[Data items]

------

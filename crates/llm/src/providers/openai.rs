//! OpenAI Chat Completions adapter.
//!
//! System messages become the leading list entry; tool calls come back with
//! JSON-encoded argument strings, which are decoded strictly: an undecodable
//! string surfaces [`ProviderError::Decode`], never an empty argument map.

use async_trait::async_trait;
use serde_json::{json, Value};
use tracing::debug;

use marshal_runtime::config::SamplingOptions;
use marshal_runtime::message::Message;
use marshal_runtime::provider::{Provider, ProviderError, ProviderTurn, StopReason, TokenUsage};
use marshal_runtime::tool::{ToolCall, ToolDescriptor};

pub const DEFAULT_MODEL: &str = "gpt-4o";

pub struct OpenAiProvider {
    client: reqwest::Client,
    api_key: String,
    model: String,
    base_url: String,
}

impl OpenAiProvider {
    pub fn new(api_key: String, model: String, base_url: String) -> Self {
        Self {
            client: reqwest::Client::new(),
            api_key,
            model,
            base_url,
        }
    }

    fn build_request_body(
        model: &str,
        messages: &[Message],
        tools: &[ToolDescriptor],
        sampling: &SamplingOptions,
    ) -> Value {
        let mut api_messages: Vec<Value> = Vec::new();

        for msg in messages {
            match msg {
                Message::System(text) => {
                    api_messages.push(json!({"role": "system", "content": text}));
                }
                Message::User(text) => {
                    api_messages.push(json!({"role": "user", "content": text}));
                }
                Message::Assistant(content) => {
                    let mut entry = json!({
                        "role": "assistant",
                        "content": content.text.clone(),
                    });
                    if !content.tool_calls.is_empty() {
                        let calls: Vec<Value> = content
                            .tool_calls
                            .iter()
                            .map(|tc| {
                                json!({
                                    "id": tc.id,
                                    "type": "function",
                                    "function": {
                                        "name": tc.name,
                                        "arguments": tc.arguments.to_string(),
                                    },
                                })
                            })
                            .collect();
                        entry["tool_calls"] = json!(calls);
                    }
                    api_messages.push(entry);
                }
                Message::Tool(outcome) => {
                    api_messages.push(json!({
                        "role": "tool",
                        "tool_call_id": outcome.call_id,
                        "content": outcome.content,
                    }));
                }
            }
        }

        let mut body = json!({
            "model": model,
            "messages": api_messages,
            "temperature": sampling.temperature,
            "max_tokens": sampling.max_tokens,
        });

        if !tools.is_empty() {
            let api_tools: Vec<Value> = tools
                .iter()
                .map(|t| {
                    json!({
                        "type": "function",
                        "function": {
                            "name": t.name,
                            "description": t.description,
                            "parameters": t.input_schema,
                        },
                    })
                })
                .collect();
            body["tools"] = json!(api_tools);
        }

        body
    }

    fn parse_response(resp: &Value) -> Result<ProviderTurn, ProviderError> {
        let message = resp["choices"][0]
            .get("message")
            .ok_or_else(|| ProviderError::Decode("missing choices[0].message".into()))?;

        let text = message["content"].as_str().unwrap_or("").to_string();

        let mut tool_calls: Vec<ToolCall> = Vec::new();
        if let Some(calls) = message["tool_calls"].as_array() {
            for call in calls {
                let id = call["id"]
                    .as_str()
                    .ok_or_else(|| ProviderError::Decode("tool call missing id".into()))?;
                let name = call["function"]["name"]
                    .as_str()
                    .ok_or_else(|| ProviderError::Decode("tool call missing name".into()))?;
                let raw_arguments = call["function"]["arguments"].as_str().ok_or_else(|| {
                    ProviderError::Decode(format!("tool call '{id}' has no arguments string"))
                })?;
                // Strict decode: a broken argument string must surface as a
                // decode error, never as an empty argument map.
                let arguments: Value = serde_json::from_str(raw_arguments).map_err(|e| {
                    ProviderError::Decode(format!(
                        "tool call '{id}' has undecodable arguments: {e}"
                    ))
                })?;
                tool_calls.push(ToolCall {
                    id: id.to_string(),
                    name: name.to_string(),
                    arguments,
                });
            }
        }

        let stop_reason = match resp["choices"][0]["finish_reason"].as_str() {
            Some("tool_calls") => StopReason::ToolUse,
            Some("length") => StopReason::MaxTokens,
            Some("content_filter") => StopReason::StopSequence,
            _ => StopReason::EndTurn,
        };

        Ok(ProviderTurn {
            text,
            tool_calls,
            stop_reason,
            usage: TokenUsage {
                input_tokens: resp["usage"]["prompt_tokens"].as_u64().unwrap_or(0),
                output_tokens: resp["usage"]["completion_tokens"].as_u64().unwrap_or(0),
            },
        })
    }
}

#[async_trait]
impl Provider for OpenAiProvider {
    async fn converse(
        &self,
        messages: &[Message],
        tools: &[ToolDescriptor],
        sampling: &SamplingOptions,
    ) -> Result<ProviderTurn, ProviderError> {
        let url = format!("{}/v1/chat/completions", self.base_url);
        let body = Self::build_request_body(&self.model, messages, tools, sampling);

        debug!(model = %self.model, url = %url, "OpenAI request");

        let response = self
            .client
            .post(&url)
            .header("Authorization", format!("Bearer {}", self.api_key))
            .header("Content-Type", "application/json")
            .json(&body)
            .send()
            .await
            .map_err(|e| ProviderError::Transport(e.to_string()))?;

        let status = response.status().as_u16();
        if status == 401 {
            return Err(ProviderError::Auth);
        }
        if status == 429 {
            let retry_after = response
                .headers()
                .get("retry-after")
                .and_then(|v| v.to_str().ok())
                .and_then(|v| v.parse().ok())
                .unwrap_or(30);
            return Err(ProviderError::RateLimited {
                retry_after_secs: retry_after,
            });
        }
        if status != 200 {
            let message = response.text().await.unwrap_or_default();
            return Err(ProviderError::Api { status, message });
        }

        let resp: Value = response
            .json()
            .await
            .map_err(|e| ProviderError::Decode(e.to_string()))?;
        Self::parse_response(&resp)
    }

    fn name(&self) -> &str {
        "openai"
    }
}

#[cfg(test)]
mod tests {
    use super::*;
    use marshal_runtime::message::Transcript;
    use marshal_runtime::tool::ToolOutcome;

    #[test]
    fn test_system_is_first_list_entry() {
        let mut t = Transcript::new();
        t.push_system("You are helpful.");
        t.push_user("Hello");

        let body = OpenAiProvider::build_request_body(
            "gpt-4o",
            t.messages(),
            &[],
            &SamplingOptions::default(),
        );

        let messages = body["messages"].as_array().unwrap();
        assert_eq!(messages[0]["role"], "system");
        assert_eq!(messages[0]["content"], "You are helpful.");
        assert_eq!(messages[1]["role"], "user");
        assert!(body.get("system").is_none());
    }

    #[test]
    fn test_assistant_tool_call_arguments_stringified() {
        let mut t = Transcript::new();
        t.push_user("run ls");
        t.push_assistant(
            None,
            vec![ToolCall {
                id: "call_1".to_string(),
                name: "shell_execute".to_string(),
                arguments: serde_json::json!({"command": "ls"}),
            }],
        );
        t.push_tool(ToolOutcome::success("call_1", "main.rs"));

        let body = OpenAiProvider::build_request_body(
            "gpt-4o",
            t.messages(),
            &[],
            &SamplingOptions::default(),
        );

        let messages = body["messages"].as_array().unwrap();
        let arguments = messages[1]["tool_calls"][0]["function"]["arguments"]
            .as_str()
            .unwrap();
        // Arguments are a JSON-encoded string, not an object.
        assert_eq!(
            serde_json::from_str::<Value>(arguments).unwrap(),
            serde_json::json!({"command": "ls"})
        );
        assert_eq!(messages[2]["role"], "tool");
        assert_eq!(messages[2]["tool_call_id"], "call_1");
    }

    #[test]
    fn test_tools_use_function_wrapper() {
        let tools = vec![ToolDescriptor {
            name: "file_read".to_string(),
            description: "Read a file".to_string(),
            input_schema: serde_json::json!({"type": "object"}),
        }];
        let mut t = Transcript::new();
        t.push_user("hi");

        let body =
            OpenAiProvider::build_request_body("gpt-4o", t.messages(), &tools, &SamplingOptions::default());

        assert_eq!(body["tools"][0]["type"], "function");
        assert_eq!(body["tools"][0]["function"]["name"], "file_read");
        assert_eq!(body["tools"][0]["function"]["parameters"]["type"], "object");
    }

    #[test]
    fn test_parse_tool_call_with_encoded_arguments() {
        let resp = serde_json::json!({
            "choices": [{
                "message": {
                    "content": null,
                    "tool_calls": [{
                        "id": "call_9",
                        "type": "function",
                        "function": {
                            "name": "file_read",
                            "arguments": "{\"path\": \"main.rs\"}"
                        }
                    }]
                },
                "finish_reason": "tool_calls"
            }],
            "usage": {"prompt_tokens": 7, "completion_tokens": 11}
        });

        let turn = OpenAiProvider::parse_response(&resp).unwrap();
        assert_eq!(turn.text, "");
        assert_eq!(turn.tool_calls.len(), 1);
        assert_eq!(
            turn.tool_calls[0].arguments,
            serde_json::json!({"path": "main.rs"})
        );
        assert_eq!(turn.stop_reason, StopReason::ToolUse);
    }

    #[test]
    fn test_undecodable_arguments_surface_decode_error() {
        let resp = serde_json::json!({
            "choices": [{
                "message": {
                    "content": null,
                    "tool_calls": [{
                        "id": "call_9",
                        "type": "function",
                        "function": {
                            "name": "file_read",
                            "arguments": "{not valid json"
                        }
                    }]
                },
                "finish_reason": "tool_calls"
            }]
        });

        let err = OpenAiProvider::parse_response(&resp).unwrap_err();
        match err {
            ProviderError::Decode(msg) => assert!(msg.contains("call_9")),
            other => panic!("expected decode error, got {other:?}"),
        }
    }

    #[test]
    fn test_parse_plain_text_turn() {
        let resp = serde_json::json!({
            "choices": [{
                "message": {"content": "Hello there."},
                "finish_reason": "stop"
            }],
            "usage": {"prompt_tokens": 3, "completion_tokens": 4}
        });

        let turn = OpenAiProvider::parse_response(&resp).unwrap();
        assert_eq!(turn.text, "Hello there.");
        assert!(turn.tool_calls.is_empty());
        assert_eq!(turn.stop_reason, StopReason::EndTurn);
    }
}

------

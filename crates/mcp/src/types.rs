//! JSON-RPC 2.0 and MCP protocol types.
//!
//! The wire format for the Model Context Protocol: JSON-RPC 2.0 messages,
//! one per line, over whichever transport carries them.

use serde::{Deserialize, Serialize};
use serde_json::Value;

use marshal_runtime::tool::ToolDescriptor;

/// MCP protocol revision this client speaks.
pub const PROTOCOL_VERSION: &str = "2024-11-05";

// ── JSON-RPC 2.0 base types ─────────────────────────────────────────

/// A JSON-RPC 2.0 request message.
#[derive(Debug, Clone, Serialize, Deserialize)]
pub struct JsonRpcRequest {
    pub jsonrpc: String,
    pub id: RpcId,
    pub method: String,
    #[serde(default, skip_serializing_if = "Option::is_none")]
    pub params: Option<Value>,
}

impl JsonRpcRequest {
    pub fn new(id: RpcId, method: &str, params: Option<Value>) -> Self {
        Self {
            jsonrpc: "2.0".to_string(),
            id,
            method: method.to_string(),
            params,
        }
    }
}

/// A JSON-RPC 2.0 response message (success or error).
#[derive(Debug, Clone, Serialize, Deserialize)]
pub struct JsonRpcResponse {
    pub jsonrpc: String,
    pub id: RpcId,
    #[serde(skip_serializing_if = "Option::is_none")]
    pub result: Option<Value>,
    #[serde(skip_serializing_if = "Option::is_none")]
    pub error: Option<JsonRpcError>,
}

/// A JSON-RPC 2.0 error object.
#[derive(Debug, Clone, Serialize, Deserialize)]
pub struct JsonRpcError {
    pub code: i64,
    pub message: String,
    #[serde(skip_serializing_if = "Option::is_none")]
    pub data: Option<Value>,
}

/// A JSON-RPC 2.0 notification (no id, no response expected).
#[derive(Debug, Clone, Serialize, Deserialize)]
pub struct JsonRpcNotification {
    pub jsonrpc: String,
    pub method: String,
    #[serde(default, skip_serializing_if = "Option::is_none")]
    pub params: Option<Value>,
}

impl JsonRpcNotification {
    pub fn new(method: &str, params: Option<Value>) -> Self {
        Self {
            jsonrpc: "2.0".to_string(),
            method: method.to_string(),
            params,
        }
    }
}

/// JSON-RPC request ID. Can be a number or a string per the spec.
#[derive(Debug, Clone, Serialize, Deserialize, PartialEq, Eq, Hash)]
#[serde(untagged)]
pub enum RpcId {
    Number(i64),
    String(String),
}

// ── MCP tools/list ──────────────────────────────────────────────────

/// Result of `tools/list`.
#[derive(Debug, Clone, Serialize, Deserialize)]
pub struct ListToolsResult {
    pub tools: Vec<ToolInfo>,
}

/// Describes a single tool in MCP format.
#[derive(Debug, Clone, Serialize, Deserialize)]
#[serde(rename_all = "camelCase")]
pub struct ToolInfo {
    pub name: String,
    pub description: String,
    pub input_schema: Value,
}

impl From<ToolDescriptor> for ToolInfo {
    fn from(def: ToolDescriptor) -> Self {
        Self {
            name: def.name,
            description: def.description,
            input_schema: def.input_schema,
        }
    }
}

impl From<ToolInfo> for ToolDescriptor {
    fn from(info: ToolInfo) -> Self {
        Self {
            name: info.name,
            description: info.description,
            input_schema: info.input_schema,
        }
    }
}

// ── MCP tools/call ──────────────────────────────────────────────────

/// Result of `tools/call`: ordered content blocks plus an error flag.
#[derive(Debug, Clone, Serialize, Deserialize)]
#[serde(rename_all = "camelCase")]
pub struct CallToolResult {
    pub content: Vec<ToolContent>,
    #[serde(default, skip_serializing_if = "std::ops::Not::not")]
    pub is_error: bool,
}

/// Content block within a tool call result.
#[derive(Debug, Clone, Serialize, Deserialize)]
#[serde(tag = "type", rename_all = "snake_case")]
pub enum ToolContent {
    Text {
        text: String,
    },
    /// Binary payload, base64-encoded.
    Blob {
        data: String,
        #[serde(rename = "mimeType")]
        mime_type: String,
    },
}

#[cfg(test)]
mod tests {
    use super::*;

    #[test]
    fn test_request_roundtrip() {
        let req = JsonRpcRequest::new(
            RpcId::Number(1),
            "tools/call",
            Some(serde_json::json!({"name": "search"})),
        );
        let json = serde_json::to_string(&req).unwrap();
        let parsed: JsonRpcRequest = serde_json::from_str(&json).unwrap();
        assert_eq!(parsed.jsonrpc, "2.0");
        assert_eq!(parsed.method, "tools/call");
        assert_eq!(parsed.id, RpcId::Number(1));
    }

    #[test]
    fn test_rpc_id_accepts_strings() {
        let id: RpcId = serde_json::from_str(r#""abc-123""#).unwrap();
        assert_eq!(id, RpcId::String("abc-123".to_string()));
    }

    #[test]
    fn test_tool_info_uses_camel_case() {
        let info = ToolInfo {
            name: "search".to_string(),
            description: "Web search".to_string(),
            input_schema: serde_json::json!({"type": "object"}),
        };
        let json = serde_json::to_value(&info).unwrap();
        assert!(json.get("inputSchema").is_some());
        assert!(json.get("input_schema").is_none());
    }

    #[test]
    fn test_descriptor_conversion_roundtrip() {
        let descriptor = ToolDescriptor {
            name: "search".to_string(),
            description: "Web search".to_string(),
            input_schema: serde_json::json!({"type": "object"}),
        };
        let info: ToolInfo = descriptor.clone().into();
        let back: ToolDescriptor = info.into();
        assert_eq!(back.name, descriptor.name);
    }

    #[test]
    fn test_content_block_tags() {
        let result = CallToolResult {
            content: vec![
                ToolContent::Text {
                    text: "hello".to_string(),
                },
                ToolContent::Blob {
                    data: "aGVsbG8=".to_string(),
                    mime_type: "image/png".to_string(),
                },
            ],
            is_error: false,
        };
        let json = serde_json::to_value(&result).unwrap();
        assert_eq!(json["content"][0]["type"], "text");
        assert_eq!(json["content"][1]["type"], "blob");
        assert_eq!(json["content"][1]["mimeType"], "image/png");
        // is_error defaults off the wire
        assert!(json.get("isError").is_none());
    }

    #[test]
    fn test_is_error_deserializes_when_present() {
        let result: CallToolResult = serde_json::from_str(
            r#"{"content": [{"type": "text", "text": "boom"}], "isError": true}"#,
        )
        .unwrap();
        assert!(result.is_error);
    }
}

------

» **Exercise**:
The lines holding the word "return" are the answer. Find them in the entries and copy them.

» **Written reply**:
            return Err(ProviderError::Auth);
            return Err(ProviderError::RateLimited {
            return Err(ProviderError::Api { status, message });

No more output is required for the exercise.